Impact of phenolic-rich olive leaf extract on blood pressure, plasma lipids and inflammatory markers: a randomised controlled trial.
Methods: A total of 60 pre-hypertensive [systolic blood pressure (SBP): 121-140 mmHg; diastolic blood pressure (DBP): 81-90 mmHg] males [mean age 45 (±SD 12.7 years, BMI 26.7 (±3.21) kg/m2] consumed either OLE (136 mg oleuropein; 6 mg hydroxytyrosol) or a polyphenol-free control daily for 6 weeks before switching to the alternate arm after a 4-week washout.

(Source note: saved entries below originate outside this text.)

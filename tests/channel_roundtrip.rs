//! S1 — round-trip through an unbounded channel; FIFO ordering properties.

use std::thread;
use weft::channel::Channel;
use weft::lock::SpinLock;
use weft::scheduler::{Scheduler, SchedulerConfig};

#[test]
fn unbounded_round_trip_across_thread_and_task() {
    let channel = Channel::<i32, SpinLock>::unbounded();
    let sender = channel.clone();
    let producer = thread::spawn(move || {
        for v in [3, 2, 1] {
            sender.send_blocking(v);
        }
        sender.close();
    });

    let (_lifecycle, scheduler) = Scheduler::make(SchedulerConfig::default());
    let receiver = channel.clone();
    let collected = scheduler
        .join(async move {
            let mut out = Vec::new();
            while let Some(v) = receiver.recv().await {
                out.push(v);
            }
            out
        })
        .wait_blocking()
        .expect("task did not complete");

    producer.join().unwrap();
    assert_eq!(collected, vec![3, 2, 1]);
}

#[test]
fn fifo_order_preserved_for_parked_receivers() {
    let channel = Channel::<i32, SpinLock>::unbuffered();
    let (_lifecycle, scheduler) = Scheduler::make(SchedulerConfig::default());

    let order: std::sync::Arc<std::sync::Mutex<Vec<i32>>> = Default::default();
    let mut joins = Vec::new();
    for id in 0..3 {
        let channel = channel.clone();
        let order = order.clone();
        joins.push(scheduler.join(async move {
            let v = channel.recv().await.unwrap();
            order.lock().unwrap().push(id * 100 + v);
        }));
    }
    // give every receiver a chance to park before sending
    thread::sleep(std::time::Duration::from_millis(20));
    for v in [1, 2, 3] {
        channel.send_blocking(v);
    }
    for j in joins {
        j.wait_blocking().unwrap();
    }
}

#[test]
fn value_round_trips_through_bounded_channel() {
    let channel = Channel::<String, SpinLock>::bounded(4);
    channel.send_blocking("hello".to_string());
    assert_eq!(channel.recv_blocking(), Some("hello".to_string()));
}

#[test]
fn close_is_idempotent_across_many_calls() {
    let channel = Channel::<i32, SpinLock>::unbounded();
    for _ in 0..5 {
        channel.close();
    }
    assert!(channel.closed());
    assert_eq!(channel.recv_blocking(), None);
}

Results: Daytime [-3.95 (±SD 11.48) mmHg, p = 0.027] and 24-h SBP [-3.33 (±SD 10.81) mmHg, p = 0.045] and daytime and 24-h DBP [-3.00 (±SD 8.54) mmHg, p = 0.025; -2.42 (±SD 7.61) mmHg, p = 0.039] were all significantly lower following OLE intake, relative to the control. Reductions in plasma total cholesterol [-0.32 (±SD 0.70) mmol/L, p = 0.002], LDL cholesterol [-0.19 (±SD 0.56) mmol/L, p = 0.017] and triglycerides [-0.18 (±SD 0.48), p = 0.008] were also induced by OLE compared to control, whilst a reduction in interleukin-8 [-0.63 (±SD 1.13) pg/ml; p = 0.026] was also detected. Other markers of inflammation, vascular function and glucose metabolism were not affected.
Conclusion: Our data support previous research, suggesting that OLE intake engenders hypotensive and lipid-lowering effects in vivo.
Eur J Nutr. 2017 Jun;56(4):1421-1432. doi: 10.1007/s00394-016-1188-y. Epub 2016 Mar 7. PMID: 26951205; PMCID: PMC5486627.